2012 introduced a second era-defining policy: Theresa May’s hostile environment. While the Olympics put Britain at the centre of the world stage, projecting a facade of internationalism and openness to tourists and sports stars alike, a year later vans blaring the message “go home” drove around London, designed to intimidate migrant people and foster division.

The hostile environment was the term coined by May in a 2012 Telegraph interview and has come to stand for a raft of anti-immigration policies that culminated in the Nationality and Borders Act. The policies turned landlords, employers, police and even sexual assault support workers into border guards. They drained empathy away from people seeking asylum and reinforced negative attitudes towards migrant communities. 

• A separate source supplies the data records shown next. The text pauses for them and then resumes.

//! Error types for synthesis

use crate::graph::LogicalId;
use thiserror::Error;

/// Error type for synthesis
#[derive(Error, Debug)]
pub enum Error {
    #[error("missing environment variable: {0}")]
    MissingVariable(&'static str),
    #[error("invalid task sizing: cpu={cpu} memory={memory}")]
    InvalidSizing { cpu: u32, memory: u32 },
    #[error("task count must be at least 1")]
    InvalidTaskCount,
    #[error("parameter not found: {0}")]
    ParameterNotFound(String),
    #[error("network not found: {0}")]
    NetworkNotFound(String),
    #[error("network {0} has no private subnets")]
    NoPrivateSubnets(String),
    #[error("network {0} has no public subnets")]
    NoPublicSubnets(String),
    #[error("hosted zone not found: {0}")]
    HostedZoneNotFound(String),
    #[error("invalid logical id: {0}")]
    InvalidLogicalId(String),
    #[error("duplicate logical id: {0}")]
    DuplicateLogicalId(LogicalId),
    #[error("unknown node: {0}")]
    UnknownNode(LogicalId),
    #[error("{from} references missing node {to}")]
    DanglingReference { from: LogicalId, to: LogicalId },
    #[error("{from} reads field {field} of {secret}, which is not a field of a secret")]
    InvalidSecretReference {
        from: LogicalId,
        secret: LogicalId,
        field: String,
    },
    #[error("dependency cycle through {0}")]
    Cycle(LogicalId),
    #[error("override target {target} is not a {expected}")]
    InvalidOverrideTarget {
        target: LogicalId,
        expected: &'static str,
    },
    #[error("{0} is not a {1}")]
    UnexpectedKind(LogicalId, &'static str),
    #[error("{0} has no container")]
    MissingContainer(LogicalId),
    #[error("missing output: {0}")]
    MissingOutput(&'static str),
    #[error("io error: {0}")]
    Io(#[from] std::io::Error),
    #[error("yaml error: {0}")]
    Yaml(#[from] serde_yaml::Error),
    #[error("json error: {0}")]
    Json(#[from] serde_json::Error),
    #[cfg(feature = "aws")]
    #[error("ssm error during {operation}: {source}")]
    AwsSsm {
        operation: &'static str,
        #[source]
        source: Box<aws_sdk_ssm::Error>,
    },
    #[cfg(feature = "aws")]
    #[error("ec2 error during {operation}: {source}")]
    AwsEc2 {
        operation: &'static str,
        #[source]
        source: Box<aws_sdk_ec2::Error>,
    },
    #[cfg(feature = "aws")]
    #[error("route53 error during {operation}: {source}")]
    AwsRoute53 {
        operation: &'static str,
        #[source]
        source: Box<aws_sdk_route53::Error>,
    },
}
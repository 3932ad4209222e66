//! Version pins and task sizing.

use crate::Error;
use serde::{Deserialize, Serialize};
use std::{fs::File, path::Path};

/// Version of Go used to build the proxy image
pub const GO_VERSION: &str = "1.24.3";

/// Version of Caddy used to build the proxy image
pub const CADDY_VERSION: &str = "2.10.0";

/// Toolchain versions passed to the image build.
#[derive(Serialize, Deserialize, Clone, Debug, PartialEq, Eq)]
pub struct Versions {
    pub go: String,
    pub caddy: String,
}

/// Fargate sizing for the proxy task.
#[derive(Serialize, Deserialize, Clone, Debug, PartialEq, Eq)]
pub struct TaskSizing {
    /// CPU units (1024 = 1 vCPU)
    pub cpu: u32,
    /// Memory in MiB
    pub memory: u32,
    /// Number of tasks the service keeps running
    pub count: u32,
}

/// Immutable configuration passed into [crate::proxy::build].
#[derive(Serialize, Deserialize, Clone, Debug, PartialEq, Eq)]
pub struct Config {
    pub versions: Versions,
    pub task: TaskSizing,
}

impl Default for Config {
    fn default() -> Self {
        Self {
            versions: Versions {
                go: GO_VERSION.to_string(),
                caddy: CADDY_VERSION.to_string(),
            },
            task: TaskSizing {
                memory: 512,
                cpu: 256,
                count: 2,
            },
        }
    }
}

impl Config {
    /// Loads a configuration from a YAML file.
    pub fn load(path: &Path) -> Result<Self, Error> {
        let file = File::open(path)?;
        let config: Self = serde_yaml::from_reader(file)?;
        config.validate()?;
        Ok(config)
    }

    /// Checks that the sizing is a combination Fargate accepts.
    pub fn validate(&self) -> Result<(), Error> {
        let TaskSizing { cpu, memory, count } = self.task;
        if count == 0 {
            return Err(Error::InvalidTaskCount);
        }
        let valid = match cpu {
            256 => matches!(memory, 512 | 1024 | 2048),
            512 => (1024..=4096).contains(&memory) && memory % 1024 == 0,
            1024 => (2048..=8192).contains(&memory) && memory % 1024 == 0,
            2048 => (4096..=16384).contains(&memory) && memory % 1024 == 0,
            4096 => (8192..=30720).contains(&memory) && memory % 1024 == 0,
            _ => false,
        };
        if !valid {
            return Err(Error::InvalidSizing { cpu, memory });
        }
        Ok(())
    }
}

The combination of anti-migrant policy and rhetoric from the Government and mainstream media, and the impact of austerity causing more people to feel left behind, helped to fuel the anger and division that powered the Brexit vote.

That division and anger had been on full display a year earlier, when London and other major cities experienced intense rioting. The initial riots were in response to the killing of Mark Duggan by a police officer, while also speaking to deeper frustrations with inequality and marginalisation of young people, the black community, and those living in poverty. 

Rather than lead to soul-searching by those in power, the riots provoked an authoritarian response, not least when it came to the Olympics itself. Increased surveillance and policing were a feature of the games.

Of course, there’s a reason why so many look back on 2012 and see it as a utopian wonderland. For many, these issues happened to other people. If you weren’t on benefits, then you didn’t feel the impact of the cap. If your parents didn’t have a different passport from you, those Go Home vans weren’t very visible. If you have never had a bad experience with the police, the lessons of the riots hit very differently.  

That invisibility of suffering and the gulf between those who were comfortable and those who were on the edge also played its part in Brexit. The vote opened people’s eyes to how much division there was in the country – but that division didn’t appear on 23 June 2016. It was there in 2012, just as it is in 2022. 

There is no denying that the 2012 Olympics and its opening ceremony was a fantastic event that did engender pride in the nation. But for the many people suffering under Government policies that ripped up the welfare safety net, increased authoritarianism and targeted migrant populations, 2012 was not a more perfect, united era. We were a nation divided, then as now.